Quote:My intuition says that the mental health workers should have the final say on whether an armed response is necessary.
If you mean if police get called out as well - that makes sense.
But if you mean whether or not police at the incident should use their arms -I don't know how that would work:
- I can't see a police officer going 'Doc, should I taser him?'. If the Doc hesitates, the Doc then becomes the bad guy in the patients eyes, which would cause things to escalate. If the Doc has to say, without being asked 'Taser him'...you hamstring safety responses when the Doc freezes (some will), or is indecisive, or just plain doesn't recognise a threat to their safety.
- Firearm responses should only be for
imminent threat to life. The time taken to talk (even to say 'shoot him', and then for the officer to recognise and react) could cost a life
On the good side, people won't get tasered for mere non-compliance, which seems to happen a bit over there.
Quote:But if they lead to more people being killed (be it mental health workers, or estranged spouses or innocent bystanders) then they aren't a good idea.

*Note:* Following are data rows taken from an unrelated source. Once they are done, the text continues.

#[cfg(test)]
mod tests {
    use super::*;
    use crate::operation::Operation;
    use mediahub_roles::Principal;
    use serde_json::json;
    use std::collections::HashMap;
    use std::sync::atomic::{AtomicUsize, Ordering};

    #[derive(Default)]
    struct StubLookup {
        docs: HashMap<(String, String), Value>,
        calls: AtomicUsize,
        fail_with: Option<fn() -> LookupError>,
    }

    impl StubLookup {
        fn with_doc(mut self, collection: &str, id: &str, doc: Value) -> Self {
            self.docs.insert((collection.to_string(), id.to_string()), doc);
            self
        }
    }

    #[async_trait]
    impl DocumentLookup for StubLookup {
        async fn find_by_id(
            &self,
            collection: &str,
            id: &str,
        ) -> Result<Option<Value>, LookupError> {
            self.calls.fetch_add(1, Ordering::SeqCst);
            if let Some(make_err) = self.fail_with {
                return Err(make_err());
            }
            Ok(self.docs.get(&(collection.to_string(), id.to_string())).cloned())
        }
    }

    fn groups() -> StubLookup {
        StubLookup::default().with_doc(
            "groups",
            "g1",
            json!({"id": "g1", "admins": [{"id": "a1"}], "moderators": ["m1"]}),
        )
    }

    fn post_ctx(user: &str) -> RequestContext {
        RequestContext::new(Operation::Update)
            .with_principal(Principal::new(user).with_role(Role::Free))
            .with_document(json!({"id": "post-1", "group": "g1", "createdBy": "author"}))
    }

    #[tokio::test]
    async fn test_creator_admin_moderator_and_stranger() {
        let lookup = Arc::new(groups());
        let rule = GroupDelegation::new(lookup.clone(), "groups", "group");

        assert!(rule.evaluate(&post_ctx("author")).await.unwrap().is_allow());
        assert!(rule.evaluate(&post_ctx("a1")).await.unwrap().is_allow());
        assert!(rule.evaluate(&post_ctx("m1")).await.unwrap().is_allow());
        assert!(rule.evaluate(&post_ctx("stranger")).await.unwrap().is_deny());
        // The creator check needs no lookup.
        assert_eq!(lookup.calls.load(Ordering::SeqCst), 3);
    }

    #[tokio::test]
    async fn test_staff_override_skips_lookup() {
        let lookup = Arc::new(groups());
        let rule = GroupDelegation::new(lookup.clone(), "groups", "group");
        let ctx = RequestContext::new(Operation::Delete)
            .with_principal(Principal::new("s1").with_role(Role::Staff))
            .with_document(json!({"group": "g1"}));

        assert!(rule.evaluate(&ctx).await.unwrap().is_allow());
        assert_eq!(lookup.calls.load(Ordering::SeqCst), 0);
    }

    #[tokio::test]
    async fn test_anonymous_denied() {
        let rule = GroupDelegation::new(Arc::new(groups()), "groups", "group");
        let ctx = RequestContext::new(Operation::Update).with_document(json!({"group": "g1"}));
        assert!(rule.evaluate(&ctx).await.unwrap().is_deny());
    }

    #[tokio::test]
    async fn test_expanded_parent_needs_no_lookup() {
        let lookup = Arc::new(StubLookup::default());
        let rule = GroupDelegation::new(lookup.clone(), "groups", "group");
        let ctx = RequestContext::new(Operation::Update)
            .with_principal(Principal::new("m1"))
            .with_document(json!({
                "group": {"id": "g1", "admins": [], "moderators": [{"id": "m1"}]}
            }));

        assert!(rule.evaluate(&ctx).await.unwrap().is_allow());
        assert_eq!(lookup.calls.load(Ordering::SeqCst), 0);
    }

    #[tokio::test]
    async fn test_partially_expanded_parent_is_fetched() {
        let lookup = Arc::new(groups());
        let rule = GroupDelegation::new(lookup.clone(), "groups", "group");
        let ctx = RequestContext::new(Operation::Update)
            .with_principal(Principal::new("m1"))
            .with_document(json!({"group": {"id": "g1", "admins": ["a1"]}}));

        assert!(rule.evaluate(&ctx).await.unwrap().is_allow());
        assert_eq!(lookup.calls.load(Ordering::SeqCst), 1);
    }

    #[tokio::test]
    async fn test_expanded_parent_in_incoming_data_is_not_trusted() {
        let lookup = Arc::new(groups());
        let rule = GroupDelegation::new(lookup.clone(), "groups", "group");
        let ctx = RequestContext::new(Operation::Create)
            .with_principal(Principal::new("mallory"))
            .with_data(json!({"group": {"id": "g1", "admins": ["mallory"]}}));

        assert!(rule.evaluate(&ctx).await.unwrap().is_deny());
        assert_eq!(lookup.calls.load(Ordering::SeqCst), 1);
    }

    #[tokio::test]
    async fn test_not_found_denies() {
        let rule = GroupDelegation::new(Arc::new(StubLookup::default()), "groups", "group");
        assert!(rule.evaluate(&post_ctx("a1")).await.unwrap().is_deny());

        let failing = StubLookup {
            fail_with: Some(|| LookupError::NotFound {
                collection: "groups".to_string(),
                id: "g1".to_string(),
            }),
            ..Default::default()
        };
        let rule = GroupDelegation::new(Arc::new(failing), "groups", "group");
        assert!(rule.evaluate(&post_ctx("a1")).await.unwrap().is_deny());
    }

    #[tokio::test]
    async fn test_backend_failure_is_an_error() {
        let failing = StubLookup {
            fail_with: Some(|| LookupError::Unavailable("timeout".to_string())),
            ..Default::default()
        };
        let rule = GroupDelegation::new(Arc::new(failing), "groups", "group");
        assert!(matches!(
            rule.evaluate(&post_ctx("a1")).await,
            Err(AccessError::Lookup(_))
        ));
    }

    #[tokio::test]
    async fn test_missing_parent_reference_denies() {
        let lookup = Arc::new(groups());
        let rule = GroupDelegation::new(lookup.clone(), "groups", "group");
        let ctx = RequestContext::new(Operation::Update)
            .with_principal(Principal::new("a1"))
            .with_document(json!({"id": "post-1"}));

        assert!(rule.evaluate(&ctx).await.unwrap().is_deny());
        assert_eq!(lookup.calls.load(Ordering::SeqCst), 0);
    }

    #[tokio::test]
    async fn test_request_cache_fetches_once() {
        let lookup = Arc::new(groups());
        let rule = GroupDelegation::new(lookup.clone(), "groups", "group");
        let ctx = post_ctx("a1");

        assert!(rule.evaluate(&ctx).await.unwrap().is_allow());
        assert!(rule.evaluate(&ctx).await.unwrap().is_allow());
        assert_eq!(lookup.calls.load(Ordering::SeqCst), 1);
        assert_eq!(ctx.lookups().len().await, 1);

        // A new request starts with an empty cache.
        assert!(rule.evaluate(&post_ctx("a1")).await.unwrap().is_allow());
        assert_eq!(lookup.calls.load(Ordering::SeqCst), 2);
    }

    #[tokio::test]
    async fn test_request_cache_not_shared_across_principals() {
        let lookup = Arc::new(groups());
        let rule = GroupDelegation::new(lookup.clone(), "groups", "group");
        let base = RequestContext::new(Operation::Update).with_document(json!({"group": "g1"}));

        let admin = base.clone().with_principal(Principal::new("a1"));
        let moderator = base.clone().with_principal(Principal::new("m1"));
        assert!(rule.evaluate(&admin).await.unwrap().is_allow());
        assert!(rule.evaluate(&moderator).await.unwrap().is_allow());
        assert_eq!(lookup.calls.load(Ordering::SeqCst), 2);
        assert_eq!(moderator.lookups().len().await, 1);
    }

    #[tokio::test]
    async fn test_request_cache_can_be_disabled() {
        let lookup = Arc::new(groups());
        let rule =
            GroupDelegation::new(lookup.clone(), "groups", "group").with_request_cache(false);
        let ctx = post_ctx("a1");

        rule.evaluate(&ctx).await.unwrap();
        rule.evaluate(&ctx).await.unwrap();
        assert_eq!(lookup.calls.load(Ordering::SeqCst), 2);
    }

    #[tokio::test]
    async fn test_custom_membership_and_override() {
        let lookup = Arc::new(StubLookup::default().with_doc(
            "chats",
            "c1",
            json!({"id": "c1", "participants": ["u1", "u2"]}),
        ));
        let rule = GroupDelegation::new(lookup, "chats", "chat")
            .with_membership_fields(["participants"])
            .with_creator_field("sender")
            .with_override_role(Role::Admin);

        let member = RequestContext::new(Operation::Read)
            .with_principal(Principal::new("u2"))
            .with_document(json!({"chat": "c1", "sender": "u1"}));
        let staff = RequestContext::new(Operation::Read)
            .with_principal(Principal::new("s1").with_role(Role::Staff))
            .with_document(json!({"chat": "c1", "sender": "u1"}));

        assert!(rule.evaluate(&member).await.unwrap().is_allow());
        assert!(rule.evaluate(&staff).await.unwrap().is_deny());
    }
}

That's the question, isn't it. While it seems like a good idea, how it plays out in practice still needs to be seen.
I wonder if the staff they are using are only the medical professionals...and not their security staff that would normally deal with anything volatile (while the medical professional talks). Ie. if they have ever personally dealt with the full range (the talking + the physical threat side) of a mental health patient who's volatile. And it would be a less controlled environment than the one they are used to operating in....I guess that is why trials are a good thing.